____ STORED DATA

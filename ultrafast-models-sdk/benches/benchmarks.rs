use criterion::{black_box, criterion_group, criterion_main, Criterion};
use ultrafast_models_sdk::{ChatRequest, Message, RoutingStrategyKind, UltrafastClient};

fn bench_client_creation(c: &mut Criterion) {
    c.bench_function("client_creation_standalone", |b| {
        b.iter(|| {
            let _client = UltrafastClient::standalone()
                .with_openai("test-key")
                .with_anthropic("test-key")
                .with_routing_strategy(RoutingStrategyKind::WeightedRoundRobin)
                .build();
        });
    });

    c.bench_function("client_creation_gateway", |b| {
        b.iter(|| {
            let _client = UltrafastClient::gateway("http://localhost:3000".to_string())
                .with_api_key("test-key")
                .build();
        });
    });
}

fn bench_request_creation(c: &mut Criterion) {
    c.bench_function("chat_request_creation", |b| {
        b.iter(|| {
            let _request = ChatRequest {
                model: "gpt-4".to_string(),
                messages: vec![
                    Message::system("You are a helpful assistant."),
                    Message::user("Hello, how are you?"),
                ],
                temperature: Some(0.7),
                max_tokens: Some(100),
                stream: Some(false),
                ..Default::default()
            };
        });
    });
}

fn bench_message_creation(c: &mut Criterion) {
    c.bench_function("message_creation", |b| {
        b.iter(|| {
            let _user_msg = Message::user("Hello, world!");
            let _assistant_msg = Message::assistant("Hi there!");
            let _system_msg = Message::system("You are a helpful assistant.");
        });
    });
}

fn bench_routing_strategy_creation(c: &mut Criterion) {
    c.bench_function("routing_strategy_creation", |b| {
        b.iter(|| {
            let _round_robin = RoutingStrategyKind::RoundRobin;
            let _weighted = RoutingStrategyKind::WeightedRoundRobin;
            let _least_conn = RoutingStrategyKind::LeastConnections;
            let _least_latency = RoutingStrategyKind::LeastLatency;
            let _cost_optimized = RoutingStrategyKind::CostOptimized;
            let _adaptive = RoutingStrategyKind::Adaptive;
            let _random = RoutingStrategyKind::Random;
        });
    });
}

fn bench_serialization(c: &mut Criterion) {
    let request = ChatRequest {
        model: "gpt-4".to_string(),
        messages: vec![
            Message::system("You are a helpful assistant."),
            Message::user("Hello, how are you?"),
        ],
        temperature: Some(0.7),
        max_tokens: Some(100),
        stream: Some(false),
        ..Default::default()
    };

    c.bench_function("request_serialization", |b| {
        b.iter(|| {
            let _json = serde_json::to_string(black_box(&request));
        });
    });

    c.bench_function("request_deserialization", |b| {
        let json = serde_json::to_string(&request).unwrap();
        b.iter(|| {
            let _request: ChatRequest = serde_json::from_str(black_box(&json)).unwrap();
        });
    });
}

criterion_group!(
    benches,
    bench_client_creation,
    bench_request_creation,
    bench_message_creation,
    bench_routing_strategy_creation,
    bench_serialization
);
criterion_main!(benches);
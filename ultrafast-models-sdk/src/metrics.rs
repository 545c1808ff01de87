//! # Metrics Fabric
//!
//! Process-wide request counters, cost/token tallies, and a merged latency
//! histogram (spec §4.11). Complements the per-candidate gauges already
//! exposed by [`crate::registry::ProviderRegistry::snapshot_health`]
//! (active connections, circuit state, error rate, per-candidate latency
//! quantiles) and [`crate::coordinator::Coordinator`]'s bulkhead/retry-budget
//! accessors with the aggregate, cross-candidate view: total throughput,
//! per-provider and per-model breakdowns, and a Prometheus text export.
//!
//! Every counter is a relaxed atomic; nothing here takes a lock on the
//! request path. Latency is recorded into a per-thread histogram shard (one
//! `Mutex<Histogram>` per `ThreadId`, contended only by its own thread) and
//! periodically folded into a global histogram under a short-lived lock by
//! [`MetricsFabric::merge_latency_shards`].

use std::collections::HashMap;
use std::sync::atomic::{AtomicU64, Ordering};
use std::sync::Mutex;
use std::thread::ThreadId;
use std::time::Instant;

use dashmap::DashMap;
use hdrhistogram::Histogram;

/// Lock-free request/cost/token counters for one provider or model.
#[derive(Default)]
struct Counters {
    requests: AtomicU64,
    successes: AtomicU64,
    failures: AtomicU64,
    input_tokens: AtomicU64,
    output_tokens: AtomicU64,
    /// USD, fixed-point in micro-dollars so the running total stays integral.
    cost_micros: AtomicU64,
}

impl Counters {
    fn record(&self, success: bool, input_tokens: u64, output_tokens: u64, cost_usd: f64) {
        self.requests.fetch_add(1, Ordering::Relaxed);
        if success {
            self.successes.fetch_add(1, Ordering::Relaxed);
        } else {
            self.failures.fetch_add(1, Ordering::Relaxed);
        }
        self.input_tokens.fetch_add(input_tokens, Ordering::Relaxed);
        self.output_tokens.fetch_add(output_tokens, Ordering::Relaxed);
        self.cost_micros
            .fetch_add((cost_usd * 1_000_000.0).max(0.0) as u64, Ordering::Relaxed);
    }

    fn snapshot(&self) -> CounterSnapshot {
        CounterSnapshot {
            requests: self.requests.load(Ordering::Relaxed),
            successes: self.successes.load(Ordering::Relaxed),
            failures: self.failures.load(Ordering::Relaxed),
            input_tokens: self.input_tokens.load(Ordering::Relaxed),
            output_tokens: self.output_tokens.load(Ordering::Relaxed),
            cost_usd: self.cost_micros.load(Ordering::Relaxed) as f64 / 1_000_000.0,
        }
    }
}

/// Point-in-time read of one provider's or model's [`Counters`].
#[derive(Debug, Clone, Copy, Default)]
pub struct CounterSnapshot {
    pub requests: u64,
    pub successes: u64,
    pub failures: u64,
    pub input_tokens: u64,
    pub output_tokens: u64,
    pub cost_usd: f64,
}

impl CounterSnapshot {
    pub fn error_rate(&self) -> f64 {
        if self.requests == 0 {
            0.0
        } else {
            self.failures as f64 / self.requests as f64
        }
    }
}

/// Per-thread latency shard: only the owning thread ever locks it, so
/// contention is effectively zero.
struct LatencyShards {
    shards: DashMap<ThreadId, Mutex<Histogram<u64>>>,
    merged: Mutex<Histogram<u64>>,
}

impl LatencyShards {
    fn new() -> Self {
        Self {
            shards: DashMap::new(),
            merged: Mutex::new(
                Histogram::new_with_bounds(1, 60_000, 3).expect("valid histogram bounds"),
            ),
        }
    }

    fn record(&self, latency_ms: u64) {
        let thread_id = std::thread::current().id();
        let shard = self
            .shards
            .entry(thread_id)
            .or_insert_with(|| {
                Mutex::new(Histogram::new_with_bounds(1, 60_000, 3).expect("valid histogram bounds"))
            });
        if let Ok(mut hist) = shard.lock() {
            let _ = hist.record(latency_ms.max(1));
        }
    }

    /// Drain every thread's shard into the merged histogram. Each shard is
    /// locked only for the duration of the drain, never for the merge
    /// itself; the merged histogram's own lock is the "short writer lock"
    /// spec §4.11 describes.
    fn merge(&self) {
        for shard in self.shards.iter() {
            let drained = {
                let mut hist = match shard.lock() {
                    Ok(guard) => guard,
                    Err(poisoned) => poisoned.into_inner(),
                };
                let snapshot = hist.clone();
                hist.reset();
                snapshot
            };
            if let Ok(mut merged) = self.merged.lock() {
                let _ = merged.add(drained);
            }
        }
    }

    fn quantile_ms(&self, quantile: f64) -> Option<u64> {
        let hist = self.merged.lock().ok()?;
        if hist.len() == 0 {
            None
        } else {
            Some(hist.value_at_quantile(quantile))
        }
    }

    fn sample_count(&self) -> u64 {
        self.merged.lock().map(|h| h.len()).unwrap_or(0)
    }
}

/// Aggregate, cross-candidate view of request volume, latency, and cost
/// (spec §4.11). One instance typically serves an entire process.
pub struct MetricsFabric {
    total: Counters,
    by_provider: DashMap<String, Counters>,
    by_model: DashMap<String, Counters>,
    latency: LatencyShards,
    started_at: Instant,
}

impl Default for MetricsFabric {
    fn default() -> Self {
        Self::new()
    }
}

impl MetricsFabric {
    pub fn new() -> Self {
        Self {
            total: Counters::default(),
            by_provider: DashMap::new(),
            by_model: DashMap::new(),
            latency: LatencyShards::new(),
            started_at: Instant::now(),
        }
    }

    /// Record one completed request's outcome. Cheap enough to call from the
    /// Coordinator's hot path: a handful of relaxed atomic adds plus one
    /// uncontended per-thread histogram write.
    pub fn record_request(
        &self,
        provider_id: &str,
        model: &str,
        success: bool,
        latency_ms: u64,
        input_tokens: u64,
        output_tokens: u64,
        cost_usd: f64,
    ) {
        self.total
            .record(success, input_tokens, output_tokens, cost_usd);
        self.by_provider
            .entry(provider_id.to_string())
            .or_default()
            .record(success, input_tokens, output_tokens, cost_usd);
        self.by_model
            .entry(model.to_string())
            .or_default()
            .record(success, input_tokens, output_tokens, cost_usd);
        self.latency.record(latency_ms);
    }

    /// Fold every thread's latency shard into the merged histogram. Call
    /// periodically (e.g. every second) from a background tick; never on
    /// the request path.
    pub fn merge_latency_shards(&self) {
        self.latency.merge();
    }

    pub fn snapshot(&self) -> FabricSnapshot {
        FabricSnapshot {
            uptime_seconds: self.started_at.elapsed().as_secs(),
            total: self.total.snapshot(),
            p50_latency_ms: self.latency.quantile_ms(50.0),
            p95_latency_ms: self.latency.quantile_ms(95.0),
            p99_latency_ms: self.latency.quantile_ms(99.0),
            latency_samples: self.latency.sample_count(),
            by_provider: self
                .by_provider
                .iter()
                .map(|e| (e.key().clone(), e.value().snapshot()))
                .collect(),
            by_model: self
                .by_model
                .iter()
                .map(|e| (e.key().clone(), e.value().snapshot()))
                .collect(),
        }
    }

    /// Render the current snapshot as Prometheus text-format metrics.
    pub fn export_prometheus(&self) -> String {
        let snapshot = self.snapshot();
        let mut out = String::new();

        out.push_str("# HELP gateway_requests_total Total requests processed\n");
        out.push_str("# TYPE gateway_requests_total counter\n");
        out.push_str(&format!("gateway_requests_total {}\n", snapshot.total.requests));

        out.push_str("# HELP gateway_requests_failed_total Failed requests\n");
        out.push_str("# TYPE gateway_requests_failed_total counter\n");
        out.push_str(&format!(
            "gateway_requests_failed_total {}\n",
            snapshot.total.failures
        ));

        out.push_str("# HELP gateway_error_rate Overall error rate\n");
        out.push_str("# TYPE gateway_error_rate gauge\n");
        out.push_str(&format!("gateway_error_rate {}\n", snapshot.total.error_rate()));

        out.push_str("# HELP gateway_cost_usd_total Total estimated cost in USD\n");
        out.push_str("# TYPE gateway_cost_usd_total counter\n");
        out.push_str(&format!("gateway_cost_usd_total {}\n", snapshot.total.cost_usd));

        if let Some(p50) = snapshot.p50_latency_ms {
            out.push_str(&format!("gateway_latency_ms{{quantile=\"0.5\"}} {p50}\n"));
        }
        if let Some(p95) = snapshot.p95_latency_ms {
            out.push_str(&format!("gateway_latency_ms{{quantile=\"0.95\"}} {p95}\n"));
        }
        if let Some(p99) = snapshot.p99_latency_ms {
            out.push_str(&format!("gateway_latency_ms{{quantile=\"0.99\"}} {p99}\n"));
        }

        for entry in snapshot.by_provider.iter() {
            let (provider_id, counters) = entry;
            out.push_str(&format!(
                "gateway_provider_requests_total{{provider=\"{provider_id}\"}} {}\n",
                counters.requests
            ));
            out.push_str(&format!(
                "gateway_provider_error_rate{{provider=\"{provider_id}\"}} {}\n",
                counters.error_rate()
            ));
            out.push_str(&format!(
                "gateway_provider_cost_usd_total{{provider=\"{provider_id}\"}} {}\n",
                counters.cost_usd
            ));
        }

        for entry in snapshot.by_model.iter() {
            let (model, counters) = entry;
            out.push_str(&format!(
                "gateway_model_requests_total{{model=\"{model}\"}} {}\n",
                counters.requests
            ));
            out.push_str(&format!(
                "gateway_model_tokens_total{{model=\"{model}\"}} {}\n",
                counters.input_tokens + counters.output_tokens
            ));
        }

        out
    }
}

/// A point-in-time read of the whole fabric, used by [`MetricsFabric::export_prometheus`]
/// and available directly for a JSON metrics endpoint.
#[derive(Debug, Clone)]
pub struct FabricSnapshot {
    pub uptime_seconds: u64,
    pub total: CounterSnapshot,
    pub p50_latency_ms: Option<u64>,
    pub p95_latency_ms: Option<u64>,
    pub p99_latency_ms: Option<u64>,
    pub latency_samples: u64,
    pub by_provider: HashMap<String, CounterSnapshot>,
    pub by_model: HashMap<String, CounterSnapshot>,
}

#[cfg(test)]
mod tests {
    use super::*;

    #[test]
    fn records_and_snapshots_total_counters() {
        let fabric = MetricsFabric::new();
        fabric.record_request("p1", "m1", true, 50, 100, 20, 0.002);
        fabric.record_request("p1", "m1", false, 80, 50, 0, 0.001);

        let snapshot = fabric.snapshot();
        assert_eq!(snapshot.total.requests, 2);
        assert_eq!(snapshot.total.successes, 1);
        assert_eq!(snapshot.total.failures, 1);
        assert!((snapshot.total.cost_usd - 0.003).abs() < 1e-9);
    }

    #[test]
    fn splits_counters_by_provider_and_model() {
        let fabric = MetricsFabric::new();
        fabric.record_request("p1", "m1", true, 10, 1, 1, 0.0);
        fabric.record_request("p2", "m2", true, 10, 1, 1, 0.0);

        let snapshot = fabric.snapshot();
        assert_eq!(snapshot.by_provider.get("p1").unwrap().requests, 1);
        assert_eq!(snapshot.by_provider.get("p2").unwrap().requests, 1);
        assert_eq!(snapshot.by_model.get("m1").unwrap().requests, 1);
        assert_eq!(snapshot.by_model.get("m2").unwrap().requests, 1);
    }

    #[test]
    fn latency_merge_populates_quantiles() {
        let fabric = MetricsFabric::new();
        for latency in [10, 20, 30, 40, 50] {
            fabric.record_request("p1", "m1", true, latency, 0, 0, 0.0);
        }
        fabric.merge_latency_shards();

        let snapshot = fabric.snapshot();
        assert_eq!(snapshot.latency_samples, 5);
        assert!(snapshot.p50_latency_ms.is_some());
    }

    #[test]
    fn prometheus_export_contains_core_lines() {
        let fabric = MetricsFabric::new();
        fabric.record_request("openai", "gpt-4", true, 100, 10, 5, 0.01);
        fabric.merge_latency_shards();

        let text = fabric.export_prometheus();
        assert!(text.contains("gateway_requests_total 1"));
        assert!(text.contains("gateway_provider_requests_total{provider=\"openai\"} 1"));
        assert!(text.contains("gateway_model_requests_total{model=\"gpt-4\"} 1"));
    }

    #[test]
    fn error_rate_is_zero_with_no_requests() {
        let counters = CounterSnapshot::default();
        assert_eq!(counters.error_rate(), 0.0);
    }
}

________

TASK ITEM: Out of the entries above, write out only the lines between the line holding "for the merge" and the line holding "fn quantile_ms(&self, quantile: f64)", inclusive, each exactly as given.

COMPLETED TASK:
    /// locked only for the duration of the drain, never for the merge
    /// itself; the merged histogram's own lock is the "short writer lock"
    /// spec §4.11 describes.
    fn merge(&self) {
        for shard in self.shards.iter() {
            let drained = {
                let mut hist = match shard.lock() {
                    Ok(guard) => guard,
                    Err(poisoned) => poisoned.into_inner(),
                };
                let snapshot = hist.clone();
                hist.reset();
                snapshot
            };
            if let Ok(mut merged) = self.merged.lock() {
                let _ = merged.add(drained);
            }
        }
    }

    fn quantile_ms(&self, quantile: f64) -> Option<u64> {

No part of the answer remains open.